During that winter I literally did not see the sun for several months. On many
days I would try desperately to get out of bed before the sun sunk behind the
mountains in the early afternoon, but I was constantly sleep deprived and I
lacked the willpower. Every afternoon was a bitter disappointment when I slept
through sunset, and in the morning between a graveyard shift that ended at 7am
or later, and a swing that started at 3pm, insomnia would segue into panic as
I watched the clock tick past 10 and 11 am, and thought of my next shift
starting in 4 hours. At that point I would be reduced to drinking and/or
"borrowing" some pills from a friend, setting three alarm clocks, and showing
up with a hangover, which was bad for productivity, but less debilitating then
no sleep at all.

It was generally understood that graveyard shift guys got a little more slack
about being late now and then, but calling in "sick" for a whole shift was not
tolerated. My boss kept telling me that he would put me on full time
graveyard, and stop making me cover day shifts (and also take me off the
“training wage”) any day now, but the day never came.

I gained 20 pounds in 9 mounts. I became profoundly addicted to nicotine
patches because I didn't have time to smoke, and didn't have the willpower or
lifestyle health to quit. But the most pernicious effects were on my judgment,
mood, and executive abilities. It's almost impossible to create and execute
long term plans when you are exhausted all the time, can't think clearly and
all of the will power you can muster is devoted to not over-sleeping through
your obligations. I was a full time student at the beginning of this, with the
intention of completing a CS degree but I had trouble focusing on the work.
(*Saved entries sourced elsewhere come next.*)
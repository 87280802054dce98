//! Ordered component storage with a role index built at attachment time

use ahash::AHashMap;

use crate::actor::component::{ActorComponent, Capability, Role};
use crate::core::error::ContractViolation;

/// The fixed, ordered list of units owned by one actor.
///
/// Membership never changes after construction. Fan-out always walks the
/// units in attachment order; the role index only accelerates lookups.
#[derive(Debug, Default)]
pub struct ComponentSet {
    units: Vec<ActorComponent>,
    index: AHashMap<Role, Vec<usize>>,
}

impl ComponentSet {
    /// Build a set, rejecting a second unit in any singleton role
    pub fn try_new(units: Vec<ActorComponent>) -> Result<Self, ContractViolation> {
        let mut index: AHashMap<Role, Vec<usize>> = AHashMap::new();
        for (i, unit) in units.iter().enumerate() {
            let role = unit.role();
            let slots = index.entry(role).or_default();
            if role.is_singleton() && !slots.is_empty() {
                return Err(ContractViolation::DuplicateRole(role));
            }
            slots.push(i);
        }

        Ok(Self { units, index })
    }

    /// Build a set, panicking on a duplicate singleton role
    #[track_caller]
    pub fn new(units: Vec<ActorComponent>) -> Self {
        match Self::try_new(units) {
            Ok(set) => set,
            Err(violation) => violation.raise(),
        }
    }

    pub fn len(&self) -> usize {
        self.units.len()
    }

    pub fn is_empty(&self) -> bool {
        self.units.is_empty()
    }

    fn slots(&self, role: Role) -> &[usize] {
        self.index.get(&role).map(Vec::as_slice).unwrap_or(&[])
    }

    /// Number of units filling the role
    pub fn count<R: Capability>(&self) -> usize {
        self.slots(R::ROLE).len()
    }

    /// True iff exactly one unit fills the role
    pub fn has<R: Capability>(&self) -> bool {
        self.count::<R>() == 1
    }

    /// First unit filling the role, in attachment order
    pub fn get<R: Capability>(&self) -> Option<&R::Unit> {
        let &i = self.slots(R::ROLE).first()?;
        R::view(&self.units[i])
    }

    pub fn get_mut<R: Capability>(&mut self) -> Option<&mut R::Unit> {
        let &i = self.slots(R::ROLE).first()?;
        R::view_mut(&mut self.units[i])
    }

    /// Clear `out`, then append every unit filling the role in attachment order
    pub fn get_all<'a, R: Capability>(&'a self, out: &mut Vec<&'a R::Unit>) {
        out.clear();
        for &i in self.slots(R::ROLE) {
            if let Some(unit) = R::view(&self.units[i]) {
                out.push(unit);
            }
        }
    }

    /// Run `f` on each unit in attachment order, stopping at the first unit
    /// for which it returns `true`. Returns whether any unit handled the call.
    pub fn run_until<F>(&mut self, mut f: F) -> bool
    where
        F: FnMut(&mut ActorComponent) -> bool,
    {
        for unit in self.units.iter_mut() {
            if f(unit) {
                return true;
            }
        }
        false
    }

    pub fn iter(&self) -> impl Iterator<Item = &ActorComponent> {
        self.units.iter()
    }
}

#[cfg(test)]
mod tests {
    use super::*;
    use crate::actor::component::{
        Behavior, BehaviorComponent, Component, Generic, ManualAnimator, ManualAnimatorComponent,
        Movement, MovementComponent,
    };
    use glam::Vec3;
    use std::cell::RefCell;
    use std::rc::Rc;

    struct Tagged {
        tag: &'static str,
        log: Rc<RefCell<Vec<&'static str>>>,
        handles: bool,
    }

    impl Component for Tagged {
        fn on_think(&mut self, _dt: f32) -> bool {
            self.log.borrow_mut().push(self.tag);
            self.handles
        }
    }

    struct Brain;
    impl Component for Brain {}
    impl BehaviorComponent for Brain {}

    struct Walker(Vec3);
    impl Component for Walker {}
    impl MovementComponent for Walker {
        fn position(&self) -> Vec3 {
            self.0
        }
        fn teleport(&mut self, position: Vec3) {
            self.0 = position;
        }
    }

    struct Puppet(bool);
    impl Component for Puppet {}
    impl ManualAnimatorComponent for Puppet {
        fn is_animating(&self) -> bool {
            self.0
        }
    }

    fn tagged(
        tag: &'static str,
        log: &Rc<RefCell<Vec<&'static str>>>,
        handles: bool,
    ) -> ActorComponent {
        ActorComponent::generic(Tagged {
            tag,
            log: log.clone(),
            handles,
        })
    }

    #[test]
    fn test_lookup_by_role() {
        let set = ComponentSet::new(vec![
            ActorComponent::behavior(Brain),
            ActorComponent::movement(Walker(Vec3::new(1.0, 0.0, 2.0))),
        ]);

        assert!(set.has::<Behavior>());
        assert!(set.has::<Movement>());
        assert!(!set.has::<ManualAnimator>());
        assert_eq!(set.get::<Movement>().map(|m| m.position()), Some(Vec3::new(1.0, 0.0, 2.0)));
        assert!(set.get::<Generic>().is_none());
    }

    #[test]
    fn test_has_requires_exactly_one() {
        let log = Rc::new(RefCell::new(Vec::new()));
        let set = ComponentSet::new(vec![tagged("a", &log, false), tagged("b", &log, false)]);

        assert_eq!(set.count::<Generic>(), 2);
        assert!(!set.has::<Generic>());
        assert!(set.get::<Generic>().is_some());
    }

    #[test]
    fn test_get_all_clears_and_preserves_order() {
        let set = ComponentSet::new(vec![
            ActorComponent::manual_animator(Puppet(true)),
            ActorComponent::behavior(Brain),
            ActorComponent::manual_animator(Puppet(false)),
            ActorComponent::manual_animator(Puppet(false)),
            ActorComponent::manual_animator(Puppet(true)),
        ]);

        let mut out = Vec::new();
        set.get_all::<ManualAnimator>(&mut out);
        let animating: Vec<bool> = out.iter().map(|p| p.is_animating()).collect();
        assert_eq!(animating, vec![true, false, false, true]);
        assert!(set.get::<ManualAnimator>().is_some_and(|p| p.is_animating()));

        let mut behaviors = Vec::new();
        set.get_all::<Behavior>(&mut behaviors);
        assert_eq!(behaviors.len(), 1);
        set.get_all::<Behavior>(&mut behaviors);
        assert_eq!(behaviors.len(), 1);
    }

    #[test]
    fn test_run_until_stops_at_first_handler() {
        let log = Rc::new(RefCell::new(Vec::new()));
        let mut set = ComponentSet::new(vec![
            tagged("first", &log, false),
            tagged("second", &log, true),
            tagged("third", &log, false),
        ]);

        let handled = set.run_until(|c| c.on_think(0.016));

        assert!(handled);
        assert_eq!(*log.borrow(), vec!["first", "second"]);
    }

    #[test]
    fn test_run_until_visits_all_when_unhandled() {
        let log = Rc::new(RefCell::new(Vec::new()));
        let mut set = ComponentSet::new(vec![tagged("a", &log, false), tagged("b", &log, false)]);

        assert!(!set.run_until(|c| c.on_think(0.016)));
        assert_eq!(*log.borrow(), vec!["a", "b"]);
    }

    #[test]
    fn test_duplicate_movement_rejected() {
        let result = ComponentSet::try_new(vec![
            ActorComponent::movement(Walker(Vec3::ZERO)),
            ActorComponent::movement(Walker(Vec3::ONE)),
        ]);
        assert_eq!(result.err(), Some(ContractViolation::DuplicateRole(Role::Movement)));
    }

    #[test]
    #[should_panic(expected = "Duplicate Behavior component")]
    fn test_duplicate_behavior_panics() {
        ComponentSet::new(vec![ActorComponent::behavior(Brain), ActorComponent::behavior(Brain)]);
    }

    #[test]
    fn test_empty_set() {
        let set = ComponentSet::default();
        assert!(set.is_empty());
        assert!(!set.has::<Movement>());
        assert!(set.get::<Behavior>().is_none());
    }
}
As I write this now, it sounds melodramatic, but I thought at the time that it
wasn't a big deal and I just needed to “tough it out” to work my way through
college. In retrospect, I can see that routine insomnia and panic are not
normal, that I made all kinds of bizarrely bad decisions that I only noticed
later, and did a shitty job at school. It was only possible to sustain that
lifestyle because I lived with my parents, who took care of all the household
responsibilities while I was at work or school or sleeping through alarms, and
because I mortgaged my health.

Finally, when it came time to register for a fall semester my boss put off a
conversation about scheduling for so long that I registered for a full load of
day classes without his permission rather than miss the registration deadline.
I showed him my schedule and told him that if he couldn't accommodate it and
also stop putting me on graveyard shifts, I would have to look for work
somewhere else. He relented, rather than fire me. After that, I quit nicotine,
started running, lost 30 pounds, and started spending more time outside. It
almost seemed easy once I was sleeping 8 hours every night (Ok, except for
quitting nicotine). I also started noticing all the bad decisions I had made
once I could think clearly enough not to put off hard problems.

I think if I had been 53 instead of 23 it might have actually killed me. Just
don't do it.

If you do it anyway, please be realistic by discounting your wage against harm
to your health and judgment, and to your future earnings. For example, I set
back my college career by doing this. Insist on a consistent schedule, and
don't be afraid to threaten to quit to get it. It doesn't need to be a bluff
because the opportunity cost of not sleeping is so high; your net wealth will
probably increase either way in the long run, even if you do get fired.

Also I think the harm can be partly remediated with a gym membership. If you
can't exercise outside during daylight, this is far better then nothing. Sleep
deprivation is shown to cause weight gain and to have a detrimental effect on
mood, so exercise is a good way to partially compensate, but it's sort of a
chicken and egg kind of problem because adequate sleep and a consistent sleep
rhythm are prerequisites to exercise, at least for me. I tried to do it
without those preconditions, but I lacked the willpower to consistently
exercise while exhausted.

Ultimately, I would not consider night shifts again unless I were guaranteed
1) a near term end date, 2) a consistent schedule, and 3) a VERY large wage
premium that served a life changing goal.

------
anon4
An interesting case where Betterridge's Law of Headlines doesn't hold true.